Health & Safety Watch The Dangers of Lead

Posted on 23 October 2017 by cradmin

Since the time of the Roman Empire, societies have had a strong relationship with lead and lead-based products. However, we also have a long history with believing lead is harmless altogether or in small doses. The truth of the matter is that when introduced inside the body, lead is dangerous at even the smallest levels of exposure, and it is up to employers to protect their workers from this hazard.

Lead has been used for plumbing in the U.S. since the 1800s, and by the 20th century, more than 70 percent of mid-sized to large cities were using lead pipes. In the 1900s, lead was also used in many types of interior paints, and it was used as an admixture in gasoline.

All of these leaded products continued to be used until the 1970s when Philip J. Landrigan conducted a detailed study of lead poisoning in El Paso, Texas. Based on the results, the federal government enacted several laws banning lead from plumbing, paint, gasoline and food cans. Exposure limits were also set for workers in the country.

Because of these laws, blood-lead levels among U.S. adults decreased from an average of 13.1 micrograms per deciliter in 1976 through 1980 to only 1.09 ug/dl in 2012. The blood levels in children, who are more susceptible to lead poisoning, also dropped significantly. This drop in lead is now considered one of the greatest health achievements in the last 50 years.

Countertop Installers Risk Lead Poisoning

More than 23 different occupations risk exposure to lead. OSHA estimates that 804,000 workers in general industries and 838,000 workers in the construction industry are potentially exposed to lead. Because countertop installers also often perform deconstruction and remodeling where lead-based paints and pipes are present or work in close proximity, they are also at risk.
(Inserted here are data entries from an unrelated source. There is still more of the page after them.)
impl Default for TradingConfig {
    fn default() -> Self {
        TradingConfig {
            symbols: vec!["AAPL".to_string(), "MSFT".to_string(), "SPY".to_string()],
            execution_policy: ExecutionPolicy::ApprovalRequired,
            enabled_modes: vec![AccountMode::Paper],
            pipeline: PipelineConfig::default(),
            safety: SafetyThresholds::default(),
            approval: ApprovalConfig::default(),
            gateway: GatewayConfig::default(),
            health: HealthMonitorConfig::default(),
            paper_broker: BrokerSettings::for_mode(AccountMode::Paper),
            live_broker: BrokerSettings::for_mode(AccountMode::Live),
            twilio: TwilioSettings {
                base_url: "https://api.twilio.com".to_string(),
                account_sid: String::new(),
                from_number: String::new(),
                to_number: String::new(),
            },
            oracle: OracleSettings {
                base_url: "http://127.0.0.1:8600".to_string(),
                timeout: Duration::from_secs(30),
            },
            server: ServerSettings {
                bind_addr: "127.0.0.1:8080".to_string(),
                rate_limit: RateLimiterConfig::default(),
            },
            workers: WorkerIntervals {
                pipeline: Duration::from_secs(300),
                reply_poll: Duration::from_secs(5),
                reconcile: Duration::from_secs(60),
            },
        }
    }
}

/// Read `name` and parse it, keeping `current` on a missing, unparsable or
/// out-of-range value.
fn env_parse<T>(name: &str, current: T, valid: impl Fn(&T) -> bool, expected: &str) -> T
where
    T: FromStr + Display,
    T::Err: Display,
{
    let Ok(raw) = std::env::var(name) else {
        return current;
    };

    match raw.trim().parse::<T>() {
        Ok(value) if valid(&value) => value,
        Ok(value) => {
            tracing::warn!(
                "Invalid {} value: {} (must be {}), using default: {}",
                name,
                value,
                expected,
                current
            );
            current
        }
        Err(e) => {
            tracing::warn!(
                "Failed to parse {} '{}': {}, using default: {}",
                name,
                raw,
                e,
                current
            );
            current
        }
    }
}

fn env_bool(name: &str, current: bool) -> bool {
    match std::env::var(name) {
        Ok(value) => {
            let value = value.trim().to_lowercase();
            value == "true" || value == "1" || value == "yes"
        }
        Err(_) => current,
    }
}

fn env_string(name: &str, current: String) -> String {
    match std::env::var(name) {
        Ok(value) if !value.trim().is_empty() => value.trim().to_string(),
        _ => current,
    }
}

fn env_secs(name: &str, current: Duration, min: u64, max: u64) -> Duration {
    let secs = env_parse(
        name,
        current.as_secs(),
        |v| (min..=max).contains(v),
        &format!("between {} and {} seconds", min, max),
    );
    Duration::from_secs(secs)
}

fn env_millis(name: &str, current: Duration, min: u64, max: u64) -> Duration {
    let millis = env_parse(
        name,
        current.as_millis() as u64,
        |v| (min..=max).contains(v),
        &format!("between {} and {} milliseconds", min, max),
    );
    Duration::from_millis(millis)
}

fn unit_interval(v: &f64) -> bool {
    (0.0..=1.0).contains(v)
}

impl BrokerSettings {
    fn from_env(prefix: &str, defaults: BrokerSettings) -> Self {
        Self {
            base_url: env_string(&format!("{}_GATEWAY_URL", prefix), defaults.base_url),
            host: env_string(&format!("{}_HOST", prefix), defaults.host),
            port: env_parse(&format!("{}_PORT", prefix), defaults.port, |p| *p > 0, "a non-zero port"),
            client_id: env_parse(
                &format!("{}_CLIENT_ID", prefix),
                defaults.client_id,
                |_| true,
                "an unsigned integer",
            ),
        }
    }
}

impl TradingConfig {
    /// Load configuration from environment variables on top of the defaults
    pub fn from_env() -> TradingConfig {
        let mut config = TradingConfig::default();

        if let Ok(symbols) = std::env::var("SYMBOLS") {
            let parsed: Vec<String> = symbols
                .split(',')
                .map(|s| s.trim().to_uppercase())
                .filter(|s| !s.is_empty())
                .collect();
            if parsed.is_empty() {
                tracing::warn!("SYMBOLS is empty, using default: {:?}", config.symbols);
            } else {
                config.symbols = parsed;
            }
        }

        if let Ok(policy) = std::env::var("EXECUTION_POLICY") {
            match policy.parse::<ExecutionPolicy>() {
                Ok(value) => config.execution_policy = value,
                Err(e) => tracing::warn!("{}, using default: {:?}", e, config.execution_policy),
            }
        }

        if let Ok(modes) = std::env::var("ACCOUNT_MODES") {
            let parsed: Result<Vec<AccountMode>, String> =
                modes.split(',').map(|m| m.parse::<AccountMode>()).collect();
            match parsed {
                Ok(value) if !value.is_empty() => config.enabled_modes = value,
                Ok(_) => tracing::warn!("ACCOUNT_MODES is empty, using default"),
                Err(e) => tracing::warn!("Invalid ACCOUNT_MODES '{}': {}, using default", modes, e),
            }
        }

        // Pipeline
        if let Ok(mode) = std::env::var("TRADING_ACCOUNT_MODE") {
            match mode.parse::<AccountMode>() {
                Ok(value) => config.pipeline.account_mode = value,
                Err(e) => tracing::warn!("{}, using default: {}", e, config.pipeline.account_mode),
            }
        }
        if !config.enabled_modes.contains(&config.pipeline.account_mode) {
            config.enabled_modes.push(config.pipeline.account_mode);
        }

        config.pipeline.lookback = env_parse(
            "LOOKBACK_BARS",
            config.pipeline.lookback,
            |v| (10..=5000).contains(v),
            "between 10 and 5000",
        );
        let lookback = config.pipeline.lookback;
        config.pipeline.min_history_points = env_parse(
            "MIN_HISTORY_POINTS",
            config.pipeline.min_history_points,
            |v| *v >= 2 && *v <= lookback,
            "at least 2 and at most LOOKBACK_BARS",
        );
        config.pipeline.forecast_horizon = env_parse(
            "FORECAST_HORIZON",
            config.pipeline.forecast_horizon,
            |v| (1..=100).contains(v),
            "between 1 and 100",
        );
        config.pipeline.actionability_threshold = env_parse(
            "MIN_CONFIDENCE_THRESHOLD",
            config.pipeline.actionability_threshold,
            unit_interval,
            "between 0.0 and 1.0",
        );
        config.pipeline.order_quantity = env_parse(
            "ORDER_QUANTITY",
            config.pipeline.order_quantity,
            |v| v.is_finite() && *v > 0.0,
            "positive",
        );
        if let Ok(order_type) = std::env::var("ORDER_TYPE") {
            match order_type.parse::<OrderType>() {
                // Pipeline orders carry no limit price
                Ok(OrderType::Market) => config.pipeline.order_type = OrderType::Market,
                Ok(OrderType::Limit) => {
                    tracing::warn!("ORDER_TYPE=LIMIT needs a limit price, using MARKET")
                }
                Err(e) => tracing::warn!("{}, using default: {}", e, config.pipeline.order_type),
            }
        }

        // Safety gate
        config.safety.drift_halt_threshold = env_parse(
            "SAFETY_DRIFT_HALT",
            config.safety.drift_halt_threshold,
            unit_interval,
            "between 0.0 and 1.0",
        );
        config.safety.volatility_flat_threshold = env_parse(
            "SAFETY_VOLATILITY_FLAT",
            config.safety.volatility_flat_threshold,
            |v| *v > 0.0 && *v <= 1.0,
            "in (0.0, 1.0]",
        );
        config.safety.coherence_break_threshold = env_parse(
            "SAFETY_COHERENCE_BREAK",
            config.safety.coherence_break_threshold,
            unit_interval,
            "between 0.0 and 1.0",
        );
        config.safety.min_reliability = env_parse(
            "SAFETY_MIN_RELIABILITY",
            config.safety.min_reliability,
            unit_interval,
            "between 0.0 and 1.0",
        );

        // Approvals
        let window_minutes = env_parse(
            "CONFIRMATION_WINDOW_MINUTES",
            config.approval.confirmation_window.num_minutes(),
            |v| (1..=1440).contains(v),
            "between 1 and 1440",
        );
        config.approval.confirmation_window = chrono::Duration::minutes(window_minutes);
        let tolerance_secs = env_parse(
            "REPLY_REPLAY_TOLERANCE_SECONDS",
            config.approval.replay_tolerance.num_seconds(),
            |v| (0..=60).contains(v),
            "between 0 and 60",
        );
        config.approval.replay_tolerance = chrono::Duration::seconds(tolerance_secs);
        config.approval.reply_scan_limit = env_parse(
            "REPLY_SCAN_LIMIT",
            config.approval.reply_scan_limit,
            |v| (1..=100).contains(v),
            "between 1 and 100",
        );

        // Gateway
        config.gateway.max_retries = env_parse(
            "BROKER_MAX_RETRIES",
            config.gateway.max_retries,
            |v| (1..=20).contains(v),
            "between 1 and 20",
        );
        config.gateway.retry_backoff =
            env_secs("BROKER_RETRY_BACKOFF_SECONDS", config.gateway.retry_backoff, 1, 60);
        config.gateway.connect_timeout =
            env_secs("BROKER_CONNECT_TIMEOUT_SECONDS", config.gateway.connect_timeout, 1, 120);
        config.gateway.price_timeout =
            env_millis("MARKET_PRICE_TIMEOUT_MS", config.gateway.price_timeout, 100, 30_000);
        config.gateway.settle_window =
            env_millis("ORDER_SETTLE_WINDOW_MS", config.gateway.settle_window, 0, 60_000);

        // Health monitor
        config.health.check_interval =
            env_secs("HEARTBEAT_INTERVAL_SECONDS", config.health.check_interval, 5, 3600);
        config.health.auto_reconnect = env_bool("AUTO_RECONNECT", config.health.auto_reconnect);

        // Endpoints
        config.paper_broker = BrokerSettings::from_env("PAPER_BROKER", config.paper_broker);
        config.live_broker = BrokerSettings::from_env("LIVE_BROKER", config.live_broker);

        config.twilio.base_url = env_string("TWILIO_BASE_URL", config.twilio.base_url);
        config.twilio.account_sid = env_string("TWILIO_ACCOUNT_SID", config.twilio.account_sid);
        config.twilio.from_number = env_string("TWILIO_FROM_NUMBER", config.twilio.from_number);
        config.twilio.to_number = env_string("TWILIO_TO_NUMBER", config.twilio.to_number);

        config.oracle.base_url = env_string("ORACLE_BASE_URL", config.oracle.base_url);
        config.oracle.timeout = env_secs("ORACLE_TIMEOUT_SECONDS", config.oracle.timeout, 1, 600);

        config.server.bind_addr = env_string("BIND_ADDR", config.server.bind_addr);
        config.server.rate_limit.requests_per_minute = env_parse(
            "API_REQUESTS_PER_MINUTE",
            config.server.rate_limit.requests_per_minute,
            |v| (1..=10_000).contains(v),
            "between 1 and 10000",
        );

        // Workers
        config.workers.pipeline =
            env_secs("PIPELINE_INTERVAL_SECONDS", config.workers.pipeline, 10, 86_400);
        config.workers.reply_poll =
            env_secs("REPLY_POLL_INTERVAL_SECONDS", config.workers.reply_poll, 1, 300);
        config.workers.reconcile =
            env_secs("RECONCILE_INTERVAL_SECONDS", config.workers.reconcile, 5, 3600);

        config
    }

    pub fn broker(&self, mode: AccountMode) -> &BrokerSettings {
        match mode {
            AccountMode::Paper => &self.paper_broker,
            AccountMode::Live => &self.live_broker,
        }
    }
}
In addition, lead exposure is prevalent for anyone working in the manufacturing or fabricating of glass, copper and brass in addition to those who work with plastics and certain chemical finishes. Finally, lead has been discovered in ceramic bathroom and kitchen tiles, usually imported.

Why Lead Is a Hazard

Workers exposed to lead in the air or from buildings and materials on the job can risk serious, long-term medical problems, including high blood pressure, heart disease, kidney disease and immune disorders. The body also stores lead in bones, where is slowly leaks into the bloodstream for years.

The National Institute for Occupational Safety and Health (NIOSH) reports that blood-lead levels as low as 5 ug/dl are associated with decreased kidney function, and at 10 ug/dl, lead causes hypertension. However, thousands of workers continue to test at levels far above this threshold.

When lead enters the body, it creates a free radical known as reactive oxygen species (ROS). This unstable molecule is very reactive with normal human cells, and it may damage DNA and RNA and cause cells to die.

When lead is ingested or inhaled, it quickly enters the bloodstream and binds with red blood cells, which come into contact with all of the soft tissues of the body, including the brain, liver, kidneys and bone marrow. When it reaches the marrow, it is stored in the bones for decades, which is why symptoms of lead poisoning may not appear right away. The more a person is exposed, the greater the buildup and the risk of poisoning.

One of the greatest effects of lead poisoning is that it affects the developing brains of children, which may come in contact with lead dust on the clothing of parents or other adults who have been exposed. Children up to three years of age have the highest risk of suffering from long-term brain disorders, but the risk continues for children up to age six.

Signs and Symptoms of Lead Poisoning

  • Fatigue/Tiredness
  • Nausea
  • Irritability
  • Headache
  • Stomach Ache
  • Loss of appetite

Anyone who suspects they may have been exposed to lead should go to their doctor to have their blood tested, and if you are an employers, it is important to understand your responsibility to protect workers from lead exposure. If exposure exceeds 30 ug/cubic meter over an eight-hour period, you must comply with specific OSHA requirements to limit or prevent exposure.